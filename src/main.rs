use log::error;

mod cli;

#[tokio::main]
async fn main() {
    // Credentials may live in a local .env file
    dotenvy::dotenv().ok();
    env_logger::Builder::from_env(env_logger::Env::default().default_filter_or("info")).init();

    if let Err(e) = cli::run().await {
        error!("{e}");
        std::process::exit(1);
    }
}
use std::path::PathBuf;

use chrono::NaiveDate;
use log::{debug, info};

use crate::catalog::CatalogFetcher;
use crate::clients::{
    CatalogApi, ResponseCache, SpotifyClient,
    errors::Result,
};
use crate::playlists::assemble;
use crate::publisher::PlaylistPublisher;
use crate::settings::Settings;

// Configuration for the Refresher struct
pub struct Config<C> {
    pub api: C,
    pub cache: ResponseCache,
    pub settings: Settings,
}

pub struct ConfigBuilder {
    spotify: Option<SpotifyClient>,
    cache: Option<ResponseCache>,
    settings: Option<Settings>,
    settings_path: Option<PathBuf>,
}

impl Default for ConfigBuilder {
    fn default() -> Self {
        Self::new()
    }
}

impl ConfigBuilder {
    pub fn new() -> Self {
        Self {
            spotify: None,
            cache: None,
            settings: None,
            settings_path: None,
        }
    }

    #[must_use]
    pub fn spotify(mut self, spotify: SpotifyClient) -> Self {
        self.spotify = Some(spotify);
        self
    }

    #[must_use]
    pub fn cache(mut self, cache: ResponseCache) -> Self {
        self.cache = Some(cache);
        self
    }

    #[must_use]
    pub fn settings(mut self, settings: Settings) -> Self {
        self.settings = Some(settings);
        self
    }

    #[must_use]
    pub fn settings_path(mut self, path: Option<PathBuf>) -> Self {
        self.settings_path = path;
        self
    }

    pub async fn load_settings(&mut self) -> Result<&Settings> {
        let settings = match self.settings.take() {
            Some(settings) => settings,
            None => Settings::load(&Settings::resolve_path(self.settings_path.take())).await?,
        };
        Ok(self.settings.insert(settings))
    }

    // The cache location comes from the settings unless set explicitly
    pub async fn build_cache(&mut self) -> Result<ResponseCache> {
        if let Some(cache) = self.cache.take() {
            return Ok(cache);
        }
        let cache = match &self.load_settings().await?.cache_path {
            Some(path) => ResponseCache::new(path.clone()),
            None => ResponseCache::try_default(),
        };
        debug!("Using response cache at {:?}", cache.path());
        Ok(cache)
    }

    pub async fn build(mut self) -> Result<Config<SpotifyClient>> {
        let cache = self.build_cache().await?;
        let settings = self.load_settings().await?.clone();
        let api = match self.spotify {
            Some(s) => s,
            None => SpotifyClient::try_default()?,
        };
        Ok(Config {
            api,
            cache,
            settings,
        })
    }
}

#[derive(Debug, Clone, Copy)]
pub struct RefreshOptions {
    /// Assemble and report without touching remote playlists
    pub dry_run: bool,
    /// Date stamped into playlist descriptions
    pub updated: NaiveDate,
}

impl Default for RefreshOptions {
    fn default() -> Self {
        RefreshOptions {
            dry_run: false,
            updated: chrono::Local::now().date_naive(),
        }
    }
}

/// What was (or, on a dry run, would have been) published for one definition
#[derive(Debug, Clone)]
pub struct PublishedPlaylist {
    pub label: String,
    pub playlist_id: String,
    pub name: String,
    pub description: String,
    pub items: Vec<String>,
}

#[derive(Debug, Clone)]
pub struct RefreshReport {
    pub artist_name: String,
    pub album_count: usize,
    pub track_count: usize,
    pub playlists: Vec<PublishedPlaylist>,
}

// Runs fetch -> assemble -> publish for every configured playlist
pub struct Refresher<C> {
    config: Config<C>,
}

impl<C: CatalogApi> Refresher<C> {
    pub fn new(config: Config<C>) -> Self {
        Refresher { config }
    }

    pub fn config(&self) -> &Config<C> {
        &self.config
    }

    pub async fn refresh(&self, options: RefreshOptions) -> Result<RefreshReport> {
        let Config {
            api,
            cache,
            settings,
        } = &self.config;
        info!("Starting refresh for artist {} ...", settings.artist_id);

        let blacklist = settings.blacklist();
        let fetcher = CatalogFetcher::new(api, cache, &blacklist, settings.fetch_options());
        let catalog = fetcher.fetch(&settings.artist_id).await?;
        let artist_name = catalog.artist_name.as_str();

        let publisher = PlaylistPublisher::new(api);
        let mut published = Vec::with_capacity(settings.playlists.len());

        for definition in &settings.playlists {
            let view = assemble(&catalog, definition);

            info!("** Track list: {} **", view.label);
            for line in &view.listing {
                info!("{line}");
            }

            let name = view.playlist_name(artist_name);
            let description = view.description(artist_name, catalog.albums.len(), options.updated);

            if options.dry_run {
                info!("==> Dry run, not updating playlist <{name}>: {description}");
            } else {
                publisher
                    .update(
                        &view.playlist_id,
                        &view.items,
                        &name,
                        &description,
                        settings.public,
                    )
                    .await?;
                info!("==> Updated playlist <{name}>: {description}");
            }

            published.push(PublishedPlaylist {
                label: view.label,
                playlist_id: view.playlist_id,
                name,
                description,
                items: view.items,
            });
        }

        info!(
            "Refresh completed. {} playlists from {} albums, {} tracks",
            published.len(),
            catalog.albums.len(),
            catalog.tracks.len()
        );
        Ok(RefreshReport {
            artist_name: catalog.artist_name.clone(),
            album_count: catalog.albums.len(),
            track_count: catalog.tracks.len(),
            playlists: published,
        })
    }
}

#[cfg(test)]
mod tests {
    use super::*;
    use crate::playlists::{PlaylistDefinition, TrackFilter};
    use rspotify::AuthCodeSpotify;

    fn settings() -> Settings {
        Settings {
            artist_id: "artist1".into(),
            blacklist: Vec::new(),
            playlists: vec![PlaylistDefinition {
                label: "everything".into(),
                playlist_id: "pl".into(),
                sort: None,
                filter: TrackFilter::All,
            }],
            cache_path: None,
            album_type: "album".into(),
            page_limit: 50,
            public: true,
        }
    }

    #[tokio::test]
    async fn explicit_parts_skip_file_and_environment() {
        let dir = tempfile::tempdir().unwrap();
        let config = ConfigBuilder::new()
            .settings_path(Some(dir.path().join("absent.json")))
            .settings(settings())
            .cache(ResponseCache::new(dir.path()))
            .spotify(SpotifyClient::new(AuthCodeSpotify::default()))
            .build()
            .await
            .unwrap();

        assert_eq!(config.settings.artist_id, "artist1");
        assert_eq!(config.cache.path(), dir.path());
    }

    #[tokio::test]
    async fn cache_follows_the_settings_path() {
        let dir = tempfile::tempdir().unwrap();
        let mut with_path = settings();
        with_path.cache_path = Some(dir.path().join("responses"));

        let cache = ConfigBuilder::new()
            .settings(with_path)
            .build_cache()
            .await
            .unwrap();
        assert_eq!(cache.path(), dir.path().join("responses"));
    }

    #[tokio::test]
    async fn missing_settings_file_is_a_configuration_error() {
        let dir = tempfile::tempdir().unwrap();
        let result = ConfigBuilder::new()
            .settings_path(Some(dir.path().join("absent.json")))
            .build_cache()
            .await;
        assert!(matches!(
            result,
            Err(crate::clients::errors::Error::ConfigurationError(_))
        ));
    }
}
use serde_json::Value;

use crate::clients::errors::Result;

/// Data entities for albums, tracks and audio features
pub mod entities;
/// Error types and result aliases
pub mod errors;
/// On-disk cache of raw API responses
pub mod response_cache;
/// Spotify API client
pub mod spotify;

pub use response_cache::{CallKey, ResponseCache};
pub use spotify::SpotifyClient;

/// Operations the pipeline needs from the remote catalog service.
///
/// Reads hand back the raw JSON body so it can be cached verbatim. Playlist
/// items are track URIs (`spotify:track:<id>`).
#[allow(async_fn_in_trait)]
pub trait CatalogApi {
    async fn get_artist(&self, artist_id: &str) -> Result<Value>;

    async fn get_artist_albums(
        &self,
        artist_id: &str,
        album_type: &str,
        limit: u32,
    ) -> Result<Value>;

    async fn get_album_tracks(&self, album_id: &str, limit: u32) -> Result<Value>;

    async fn get_audio_features(&self, track_id: &str) -> Result<Value>;

    async fn replace_playlist_items(&self, playlist_id: &str, items: &[String]) -> Result<()>;

    async fn add_playlist_items(&self, playlist_id: &str, items: &[String]) -> Result<()>;

    async fn change_playlist_details(
        &self,
        playlist_id: &str,
        name: &str,
        description: &str,
        public: bool,
    ) -> Result<()>;
}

━━━━━━

PROBLEM DESCRIPTION: A single number is expected: how many lines in the records contain the string "public".

SOLUTION FOR THIS EXERCISE: 3